Scan the listing for the word "beach", and copy out each line where it is found.
_ _ _
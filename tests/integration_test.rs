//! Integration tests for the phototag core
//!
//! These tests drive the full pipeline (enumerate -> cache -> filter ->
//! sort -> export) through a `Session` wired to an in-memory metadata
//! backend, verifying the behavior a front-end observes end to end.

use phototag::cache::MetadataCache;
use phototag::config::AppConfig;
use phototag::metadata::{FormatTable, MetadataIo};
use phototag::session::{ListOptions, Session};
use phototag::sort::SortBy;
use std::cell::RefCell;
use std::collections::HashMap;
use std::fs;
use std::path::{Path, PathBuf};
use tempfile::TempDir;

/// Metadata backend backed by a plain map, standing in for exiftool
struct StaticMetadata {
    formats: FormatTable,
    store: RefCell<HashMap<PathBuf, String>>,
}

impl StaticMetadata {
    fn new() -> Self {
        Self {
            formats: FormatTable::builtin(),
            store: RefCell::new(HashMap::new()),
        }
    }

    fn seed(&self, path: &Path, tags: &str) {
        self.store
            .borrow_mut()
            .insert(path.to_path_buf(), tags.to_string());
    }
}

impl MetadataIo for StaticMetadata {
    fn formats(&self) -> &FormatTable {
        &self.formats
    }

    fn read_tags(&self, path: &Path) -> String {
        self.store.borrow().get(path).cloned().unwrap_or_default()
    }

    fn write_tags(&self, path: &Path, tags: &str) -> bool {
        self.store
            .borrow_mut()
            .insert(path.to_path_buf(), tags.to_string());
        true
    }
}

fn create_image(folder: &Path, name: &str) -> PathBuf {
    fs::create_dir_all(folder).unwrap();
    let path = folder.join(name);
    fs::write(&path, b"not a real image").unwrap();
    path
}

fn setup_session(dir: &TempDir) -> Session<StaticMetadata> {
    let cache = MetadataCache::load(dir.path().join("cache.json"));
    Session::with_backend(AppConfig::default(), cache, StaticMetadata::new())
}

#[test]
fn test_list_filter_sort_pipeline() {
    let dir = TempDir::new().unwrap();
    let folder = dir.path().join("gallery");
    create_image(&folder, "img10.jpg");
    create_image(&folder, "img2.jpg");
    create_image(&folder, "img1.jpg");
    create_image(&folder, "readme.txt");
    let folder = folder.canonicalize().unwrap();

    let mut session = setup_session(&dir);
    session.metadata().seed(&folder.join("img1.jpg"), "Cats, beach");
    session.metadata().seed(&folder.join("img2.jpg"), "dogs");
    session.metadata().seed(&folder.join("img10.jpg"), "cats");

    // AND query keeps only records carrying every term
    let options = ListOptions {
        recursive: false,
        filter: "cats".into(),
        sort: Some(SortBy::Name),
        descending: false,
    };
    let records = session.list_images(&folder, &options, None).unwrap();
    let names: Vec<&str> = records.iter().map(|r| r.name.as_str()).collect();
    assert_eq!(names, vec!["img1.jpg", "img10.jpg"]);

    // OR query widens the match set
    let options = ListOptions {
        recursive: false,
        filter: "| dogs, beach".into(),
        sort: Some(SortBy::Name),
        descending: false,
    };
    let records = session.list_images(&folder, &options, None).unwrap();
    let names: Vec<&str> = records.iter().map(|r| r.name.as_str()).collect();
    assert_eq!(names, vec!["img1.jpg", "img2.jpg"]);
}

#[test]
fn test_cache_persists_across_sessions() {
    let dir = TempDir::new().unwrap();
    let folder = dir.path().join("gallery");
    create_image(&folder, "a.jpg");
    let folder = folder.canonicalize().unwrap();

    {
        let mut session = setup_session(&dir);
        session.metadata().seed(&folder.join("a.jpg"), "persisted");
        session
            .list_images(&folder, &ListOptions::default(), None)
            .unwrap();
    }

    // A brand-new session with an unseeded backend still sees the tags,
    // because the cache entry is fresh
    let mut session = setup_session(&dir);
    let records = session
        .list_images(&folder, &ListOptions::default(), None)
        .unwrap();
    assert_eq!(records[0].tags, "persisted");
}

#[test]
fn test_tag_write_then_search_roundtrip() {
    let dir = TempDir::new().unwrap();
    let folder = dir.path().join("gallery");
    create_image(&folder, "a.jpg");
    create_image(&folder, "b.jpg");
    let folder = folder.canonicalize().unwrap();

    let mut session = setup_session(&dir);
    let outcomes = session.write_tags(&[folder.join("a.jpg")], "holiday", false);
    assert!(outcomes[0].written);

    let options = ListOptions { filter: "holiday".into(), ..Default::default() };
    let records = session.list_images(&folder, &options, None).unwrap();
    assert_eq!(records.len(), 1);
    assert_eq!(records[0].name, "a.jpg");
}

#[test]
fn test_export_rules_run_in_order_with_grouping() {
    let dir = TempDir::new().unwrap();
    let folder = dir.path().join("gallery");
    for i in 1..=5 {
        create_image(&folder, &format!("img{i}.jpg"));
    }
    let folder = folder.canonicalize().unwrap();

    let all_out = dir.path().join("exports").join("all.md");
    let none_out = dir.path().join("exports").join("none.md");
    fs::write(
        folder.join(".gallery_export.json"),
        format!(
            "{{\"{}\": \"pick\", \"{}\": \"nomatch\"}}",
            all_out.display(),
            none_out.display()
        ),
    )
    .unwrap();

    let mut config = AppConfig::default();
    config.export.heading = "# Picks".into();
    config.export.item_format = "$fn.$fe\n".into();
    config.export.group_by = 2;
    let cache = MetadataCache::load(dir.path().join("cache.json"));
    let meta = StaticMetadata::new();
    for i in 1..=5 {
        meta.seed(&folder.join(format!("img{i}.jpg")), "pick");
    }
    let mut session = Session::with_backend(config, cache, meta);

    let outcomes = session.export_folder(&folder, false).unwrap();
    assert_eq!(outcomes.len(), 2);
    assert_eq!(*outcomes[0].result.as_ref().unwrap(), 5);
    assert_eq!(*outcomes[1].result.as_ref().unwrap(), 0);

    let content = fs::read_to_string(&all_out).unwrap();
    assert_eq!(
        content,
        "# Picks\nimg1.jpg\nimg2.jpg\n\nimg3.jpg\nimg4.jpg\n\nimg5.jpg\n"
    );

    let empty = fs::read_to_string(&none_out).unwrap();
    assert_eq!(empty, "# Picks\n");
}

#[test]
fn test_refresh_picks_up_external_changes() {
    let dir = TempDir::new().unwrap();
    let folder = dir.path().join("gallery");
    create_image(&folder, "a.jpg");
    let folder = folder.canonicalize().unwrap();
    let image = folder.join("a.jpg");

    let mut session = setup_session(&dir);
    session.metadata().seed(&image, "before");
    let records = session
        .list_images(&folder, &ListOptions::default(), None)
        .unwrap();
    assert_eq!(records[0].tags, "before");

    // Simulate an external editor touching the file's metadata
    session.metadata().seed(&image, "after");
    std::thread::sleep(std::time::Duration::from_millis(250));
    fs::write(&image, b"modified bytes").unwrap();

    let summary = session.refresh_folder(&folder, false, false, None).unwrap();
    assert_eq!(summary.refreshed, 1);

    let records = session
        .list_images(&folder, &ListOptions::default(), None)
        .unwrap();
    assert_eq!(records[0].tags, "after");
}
_ _ _
### Output of the exercise
    session.metadata().seed(&folder.join("img1.jpg"), "Cats, beach");
        filter: "| dogs, beach".into(),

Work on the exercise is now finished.